Soon thereafter, seeking to learn more about the database (and the tracking of journalists), the station and the Reporters Committee for Freedom of the Press sent FOIA requests to the Department of Homeland Security, Customs and Border Protection, Immigration and Customs Enforcement, and Citizenship and Immigration Services. On April 22, the Reporters Committee and NBC 7 sued the department and the three agencies, accusing them of withholding information from the public.

Our right to documents on demand is thanks to John Moss, a California legislator, who said in 1956 when he started his push: “The present trend toward government secrecy could end in a dictatorship. The more information there is made available, the greater will be the nation’s security.”

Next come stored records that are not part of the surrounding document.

//! Fuzzy comparison of a source track against a target-catalog candidate.
//!
//! Every compared string is normalized first, compared with a Levenshtein ratio,
//! and the per-field similarities are folded into one weighted confidence value.

use serde::Serialize;

use crate::model::Track;

/// Minimum composite score accepted as a match.
pub const MATCH_THRESHOLD: f64 = 0.7;

/// Composite score at which the resolver stops trying further queries.
pub const HIGH_CONFIDENCE: f64 = 0.9;

const TITLE_WEIGHT: f64 = 0.40;
const ARTIST_WEIGHT: f64 = 0.40;
const ALBUM_WEIGHT: f64 = 0.15;
const DURATION_WEIGHT: f64 = 0.05;

/// Score given to a field whose value is unknown on one side.
const NEUTRAL: f64 = 0.5;

/// Per-field similarities behind a composite score.
#[derive(Debug, Clone, Copy, PartialEq, Serialize)]
pub struct ScoreBreakdown {
    pub title: f64,
    pub artist: f64,
    pub album: f64,
    pub duration: f64,
    pub composite: f64,
}

// =============================================================================
// Normalization
// =============================================================================

/// Normalize a string for comparison.
///
/// Lowercases, turns every non-alphanumeric character into a space, collapses
/// whitespace runs and trims. Idempotent.
pub fn normalize(s: &str) -> String {
    s.to_lowercase()
        .chars()
        .map(|c| if c.is_alphanumeric() { c } else { ' ' })
        .collect::<String>()
        .split_whitespace()
        .collect::<Vec<_>>()
        .join(" ")
}

// =============================================================================
// String Similarity
// =============================================================================

/// Levenshtein edit distance over chars.
pub fn levenshtein(a: &str, b: &str) -> usize {
    let a: Vec<char> = a.chars().collect();
    let b: Vec<char> = b.chars().collect();

    if a.is_empty() {
        return b.len();
    }
    if b.is_empty() {
        return a.len();
    }

    let mut prev: Vec<usize> = (0..=b.len()).collect();
    let mut curr = vec![0; b.len() + 1];

    for (i, ca) in a.iter().enumerate() {
        curr[0] = i + 1;
        for (j, cb) in b.iter().enumerate() {
            let cost = if ca == cb { 0 } else { 1 };
            curr[j + 1] = (prev[j] + cost).min(prev[j + 1] + 1).min(curr[j] + 1);
        }
        std::mem::swap(&mut prev, &mut curr);
    }

    prev[b.len()]
}

/// Similarity of two already-normalized strings in [0, 1].
pub fn string_similarity(a: &str, b: &str) -> f64 {
    if a == b {
        return 1.0;
    }
    if a.is_empty() || b.is_empty() {
        return 0.0;
    }

    let longest = a.chars().count().max(b.chars().count());
    1.0 - levenshtein(a, b) as f64 / longest as f64
}

/// Best pairwise similarity across both artist lists.
///
/// Reordered credits and featured artists do not lower the score as long as
/// one credit lines up.
pub fn artist_similarity<'a>(
    source: impl Iterator<Item = &'a str>,
    candidate: impl Iterator<Item = &'a str>,
) -> f64 {
    let candidate: Vec<String> = candidate.map(normalize).collect();
    source
        .map(normalize)
        .flat_map(|s| {
            candidate
                .iter()
                .map(move |c| string_similarity(&s, c))
                .collect::<Vec<_>>()
        })
        .fold(0.0_f64, f64::max)
}

/// Album similarity; unknown on exactly one side scores neutral.
pub fn album_similarity(source: &str, candidate: &str) -> f64 {
    let source = normalize(source);
    let candidate = normalize(candidate);
    if source.is_empty() != candidate.is_empty() {
        return NEUTRAL;
    }
    string_similarity(&source, &candidate)
}

// =============================================================================
// Duration Matching
// =============================================================================

/// Step-function duration similarity. Both durations must be in milliseconds.
pub fn duration_similarity(source_ms: u64, candidate_ms: u64) -> f64 {
    if source_ms == 0 || candidate_ms == 0 {
        return NEUTRAL;
    }

    let diff = source_ms.abs_diff(candidate_ms) as f64;
    let avg = (source_ms as f64 + candidate_ms as f64) / 2.0;
    let percentage_difference = diff / avg;

    if percentage_difference <= 0.10 {
        1.0
    } else if percentage_difference <= 0.20 {
        0.8
    } else if percentage_difference <= 0.30 {
        0.6
    } else {
        0.3
    }
}

// =============================================================================
// Composite Score
// =============================================================================

fn same_isrc(source: &Track, candidate: &Track) -> bool {
    match (&source.isrc, &candidate.isrc) {
        (Some(a), Some(b)) => !a.trim().is_empty() && a.trim().eq_ignore_ascii_case(b.trim()),
        _ => false,
    }
}

/// Compare two tracks field by field.
pub fn score_breakdown(source: &Track, candidate: &Track) -> ScoreBreakdown {
    let title = string_similarity(&normalize(&source.title), &normalize(&candidate.title));
    let artist = artist_similarity(source.artist_names(), candidate.artist_names());
    let album = album_similarity(&source.album.name, &candidate.album.name);
    let duration = duration_similarity(source.duration_ms, candidate.duration_ms);

    let composite = if same_isrc(source, candidate) {
        1.0
    } else {
        title * TITLE_WEIGHT
            + artist * ARTIST_WEIGHT
            + album * ALBUM_WEIGHT
            + duration * DURATION_WEIGHT
    };

    ScoreBreakdown {
        title,
        artist,
        album,
        duration,
        composite: composite.clamp(0.0, 1.0),
    }
}

/// Composite confidence in [0, 1] that `candidate` is the same recording as `source`.
pub fn score(source: &Track, candidate: &Track) -> f64 {
    score_breakdown(source, candidate).composite
}

// =============================================================================
// Tests
// =============================================================================

#[cfg(test)]
mod tests {
    use super::*;
    use crate::model::fixtures::track;
    use proptest::prelude::*;

    #[test]
    fn test_normalize() {
        assert_eq!(normalize("Hello, World!"), "hello world");
        assert_eq!(normalize("  Multiple   Spaces  "), "multiple spaces");
        assert_eq!(normalize("Song (feat. Someone) - Remix"), "song feat someone remix");
        assert_eq!(normalize("÷"), "");
    }

    #[test]
    fn test_levenshtein() {
        assert_eq!(levenshtein("kitten", "sitting"), 3);
        assert_eq!(levenshtein("", "abc"), 3);
        assert_eq!(levenshtein("same", "same"), 0);
    }

    #[test]
    fn test_string_similarity_edges() {
        assert_eq!(string_similarity("", ""), 1.0);
        assert_eq!(string_similarity("", "abc"), 0.0);
        assert_eq!(string_similarity("abc", ""), 0.0);
        assert!((string_similarity("kitten", "sitting") - (1.0 - 3.0 / 7.0)).abs() < 1e-9);
    }

    #[test]
    fn test_artist_similarity_ignores_order() {
        let sim = artist_similarity(
            ["Guest", "Main Artist"].into_iter(),
            ["Main Artist"].into_iter(),
        );
        assert_eq!(sim, 1.0);
    }

    #[test]
    fn test_duration_steps() {
        assert_eq!(duration_similarity(0, 200_000), 0.5);
        assert_eq!(duration_similarity(200_000, 0), 0.5);
        assert_eq!(duration_similarity(200_000, 210_000), 1.0);
        assert_eq!(duration_similarity(200_000, 240_000), 0.8);
        assert_eq!(duration_similarity(200_000, 260_000), 0.6);
        assert_eq!(duration_similarity(200_000, 400_000), 0.3);
    }

    #[test]
    fn test_self_match_is_maximal() {
        let t = track("t1", "Bohemian Rhapsody", &["Queen"], "A Night at the Opera", 354_000);
        assert_eq!(score(&t, &t.clone()), 1.0);
    }

    #[test]
    fn test_shape_of_you_matches_divide() {
        let source = track("sp", "Shape of You", &["Ed Sheeran"], "÷", 233_713);
        let candidate = track("td", "Shape of You", &["Ed Sheeran"], "Divide", 234_000);

        let breakdown = score_breakdown(&source, &candidate);
        assert_eq!(breakdown.title, 1.0);
        assert_eq!(breakdown.artist, 1.0);
        assert_eq!(breakdown.album, 0.5);
        assert_eq!(breakdown.duration, 1.0);
        assert!(breakdown.composite >= HIGH_CONFIDENCE);
    }

    #[test]
    fn test_unrelated_tracks_fall_below_threshold() {
        let source = track("a", "Bohemian Rhapsody", &["Queen"], "A Night at the Opera", 354_000);
        let candidate = track("b", "Toxic", &["Britney Spears"], "In the Zone", 198_000);
        assert!(score(&source, &candidate) < MATCH_THRESHOLD);
    }

    #[test]
    fn test_matching_isrc_short_circuits() {
        let mut source = track("a", "Song", &["Artist"], "Album", 200_000);
        let mut candidate = track("b", "Song (2011 Remaster)", &["Artist"], "Album", 205_000);
        source.isrc = Some("USRC17607839".into());
        candidate.isrc = Some("usrc17607839".into());
        assert_eq!(score(&source, &candidate), 1.0);
    }

    proptest! {
        /// Normalizing twice changes nothing
        #[test]
        fn normalize_is_idempotent(input in ".*") {
            let once = normalize(&input);
            prop_assert_eq!(normalize(&once), once);
        }

        /// Composite scores stay within [0, 1]
        #[test]
        fn score_is_bounded(
            t1 in "[a-zA-Z (]{0,20}",
            t2 in "[a-zA-Z )]{0,20}",
            a1 in "[a-z]{1,10}",
            a2 in "[a-z]{1,10}",
            d1 in 0u64..600_000,
            d2 in 0u64..600_000,
        ) {
            let source = track("s", &t1, &[a1.as_str()], &t1, d1);
            let candidate = track("c", &t2, &[a2.as_str()], "", d2);
            let s = score(&source, &candidate);
            prop_assert!((0.0..=1.0).contains(&s));
        }
    }
}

The First Amendment: What do we know?

It’s good news/bad news when it comes to Americans and the First Amendment.

The good news: Three-quarters of the respondents to a survey about the First Amendment said they support that essential part of the U.S. Constitution and the rights and freedoms it guarantees.

The bad news: Only one (yes, one) out of the 1,009 adults surveyed could name all five of the rights and freedoms it grants.

This is according to the 2018 State of the First Amendment survey conducted last May by the First Amendment Center at the Freedom Forum Institute.

In honor of World Press Freedom Day, let’s review those rights and freedoms, starting with the least-known. Explanations come from the Freedom Forum Institute.

Right to petition: 2% could name this. This is the right to ask the government, at any level, to right a wrong or correct a problem. Its roots can be found the Declaration of Independence: “In every state of these Oppressions We have Petitioned for Redress in the most humble terms.” (The original draft of the First Amendment included only “assembly” and “petition.”)

Right of assembly: 12% could name this. This is the right to “peaceably assemble,” even when a majority is opposed to the viewpoints expressed by those who gather.

Freedom of the press: 13% could name this. Decisions by the Supreme Court over the years have given shape to the fact that the government can neither stop information deemed newsworthy from being published nor punish those who criticize the state and its officials.

Freedom of religion: 15% could name this. Thomas Jefferson called this freedom a “bold” and “novel experiment” that defied the Western European assumption and practice of the state’s supporting a particular denomination of Christianity.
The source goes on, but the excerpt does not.